The benefits of such a model are that it endeavours to meet the needs of all that are
involved within it; this means that it takes into account learners’ individual needs and
attempts to meet them. However, the responsivity of the can mean that it places burden on
those involved in its delivery so as to ensure that it remains ‘current’ and it can be a lengthy
and arduous task to analyse each stage within its’ development. An alternative form of
process model is the problem-centred model, proposed by Bruner (1996). The model bases
itself on the premise that learners need to be able to apply their learning to develop it
beyond a surface level of understanding. It incorporates ‘discovery-based’ approaches to
learning and necessitates the use of reflection within the learning process (Wilson, 2014). A
benefit to the implementation of this model is that it can enable learners to develop higher
or deeper levels of learning in that they must solve and enhance problems, in order to learn.
However, on the contrary, it can be problematic in that it may not cover the breadth of the
curriculum if the problem is not approached in the right way and it may well lead to further
problems for learners making it a difficult process. It is the case, however, that Weyers
(2006) outlines methods for approaching learning activities that conform to such a
curriculum model to diminish the likelihood of such problems, namely:

 Organise the information


 Highlight the most important information
 Make the information meaningful and in context
 Check and refine learners understanding of the information
 Promote transfer of the information and its ‘generalisability’

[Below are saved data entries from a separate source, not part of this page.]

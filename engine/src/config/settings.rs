// Engine settings, loaded from a JSON file or falling back to defaults
use crate::error::EngineError;
use serde::{Deserialize, Serialize};
use std::fs;
use std::path::Path;

#[derive(Debug, Deserialize, Serialize, Clone, PartialEq)]
#[serde(default)]
pub struct AnalysisSettings {
    pub rsi_period: usize,
    pub ema_fast: usize,
    pub ema_mid: usize,
    pub ema_slow: usize,
    pub macd_fast: usize,
    pub macd_slow: usize,
    pub macd_signal: usize,
    pub bollinger_period: usize,
    pub bollinger_multiplier: f64,
    pub adx_period: usize,
    pub atr_period: usize,
    /// Bars of the slow EMA used for its slope.
    pub slope_lookback: usize,
    /// Bars behind the raw support/resistance baseline.
    pub level_lookback: usize,
    /// Bars scanned for a close beyond the trigger.
    pub activation_lookback: usize,
    pub volatility_lookback: usize,
    /// Trigger offset beyond the key level, as a fraction of price.
    pub trigger_buffer: f64,
    /// Upper bounds (percent of price) for LOW and MEDIUM volatility.
    pub volatility_low_pct: f64,
    pub volatility_medium_pct: f64,
}

impl Default for AnalysisSettings {
    fn default() -> Self {
        AnalysisSettings {
            rsi_period: 14,
            ema_fast: 20,
            ema_mid: 50,
            ema_slow: 200,
            macd_fast: 12,
            macd_slow: 26,
            macd_signal: 9,
            bollinger_period: 20,
            bollinger_multiplier: 2.0,
            adx_period: 14,
            atr_period: 14,
            slope_lookback: 5,
            level_lookback: 30,
            activation_lookback: 5,
            volatility_lookback: 20,
            trigger_buffer: 0.0002,
            volatility_low_pct: 0.6,
            volatility_medium_pct: 1.2,
        }
    }
}

impl AnalysisSettings {
    /// Reads settings from a JSON file. Absent fields keep their defaults.
    pub fn load_from_file(path: impl AsRef<Path>) -> Result<Self, EngineError> {
        let path = path.as_ref();
        let raw = fs::read_to_string(path)?;
        let settings: AnalysisSettings = serde_json::from_str(&raw).map_err(|e| {
            EngineError::ConfigError(format!("Invalid settings file '{}': {}", path.display(), e))
        })?;
        settings.validate()?;
        tracing::info!(path = %path.display(), "Loaded analysis settings");
        Ok(settings)
    }

    pub fn validate(&self) -> Result<(), EngineError> {
        let periods = [
            ("rsi_period", self.rsi_period),
            ("ema_fast", self.ema_fast),
            ("ema_mid", self.ema_mid),
            ("ema_slow", self.ema_slow),
            ("macd_fast", self.macd_fast),
            ("macd_slow", self.macd_slow),
            ("macd_signal", self.macd_signal),
            ("bollinger_period", self.bollinger_period),
            ("adx_period", self.adx_period),
            ("atr_period", self.atr_period),
            ("level_lookback", self.level_lookback),
            ("activation_lookback", self.activation_lookback),
            ("volatility_lookback", self.volatility_lookback),
        ];
        if let Some((name, _)) = periods.iter().find(|(_, v)| *v == 0) {
            return Err(EngineError::ConfigError(format!("{} must be greater than 0", name)));
        }
        if self.macd_fast >= self.macd_slow {
            return Err(EngineError::ConfigError("macd_fast must be shorter than macd_slow".to_string()));
        }
        if self.bollinger_multiplier <= 0.0 || self.trigger_buffer < 0.0 {
            return Err(EngineError::ConfigError(
                "bollinger_multiplier must be positive and trigger_buffer non-negative".to_string(),
            ));
        }
        if self.volatility_low_pct > self.volatility_medium_pct {
            return Err(EngineError::ConfigError(
                "volatility_low_pct must not exceed volatility_medium_pct".to_string(),
            ));
        }
        Ok(())
    }
}

#[cfg(test)]
mod tests {
    use super::*;
    use std::io::Write;
    use tempfile::NamedTempFile;

    fn write_settings(content: &str) -> NamedTempFile {
        let mut file = NamedTempFile::new().unwrap();
        write!(file, "{}", content).unwrap();
        file.flush().unwrap();
        file
    }

    #[test]
    fn test_defaults_are_valid() {
        assert!(AnalysisSettings::default().validate().is_ok());
    }

    #[test]
    fn test_partial_file_keeps_defaults() {
        let file = write_settings(r#"{ "rsi_period": 21, "level_lookback": 40 }"#);
        let settings = AnalysisSettings::load_from_file(file.path()).unwrap();
        assert_eq!(settings.rsi_period, 21);
        assert_eq!(settings.level_lookback, 40);
        assert_eq!(settings.ema_slow, 200);
        assert_eq!(settings.trigger_buffer, 0.0002);
    }

    #[test]
    fn test_zero_period_rejected() {
        let file = write_settings(r#"{ "atr_period": 0 }"#);
        let err = AnalysisSettings::load_from_file(file.path()).unwrap_err();
        assert!(err.to_string().contains("atr_period must be greater than 0"));
    }

    #[test]
    fn test_malformed_json_is_config_error() {
        let file = write_settings("{ not json");
        let err = AnalysisSettings::load_from_file(file.path()).unwrap_err();
        assert!(matches!(err, EngineError::ConfigError(_)));
    }

    #[test]
    fn test_missing_file_is_io_error() {
        let err = AnalysisSettings::load_from_file("does/not/exist.json").unwrap_err();
        assert!(matches!(err, EngineError::IoError { .. }));
    }
}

Another form of process model is the expressive model proposed by Eisner (1985). The
model is based on experiential learning and has learners study issues that are of interest to
themselves. It is the case that such a model is not broadly utilised within the subject area of
sport given the nature of the subject (Armour, 2011). The model is better suited to more
expressive fields such as art, though it could be argued that it may have place within the
teaching of more creativity-based sports such as gymnastics.

It is apparent that curriculum development is an important consideration for teachers and


that it can have substantial impact on the progress of their learners (Curzon and Tummons,
2013). In deciding on what models to implement and what theories to align with, teachers
must be considerate of what is best placed within their area of specialism to meet the needs
of their learners. Moreover, they must give consideration to the wider factors that can
impact on the curriculum they deliver, such as political initiatives or the requirements of
Funding Bodies (Machin et al., 2014).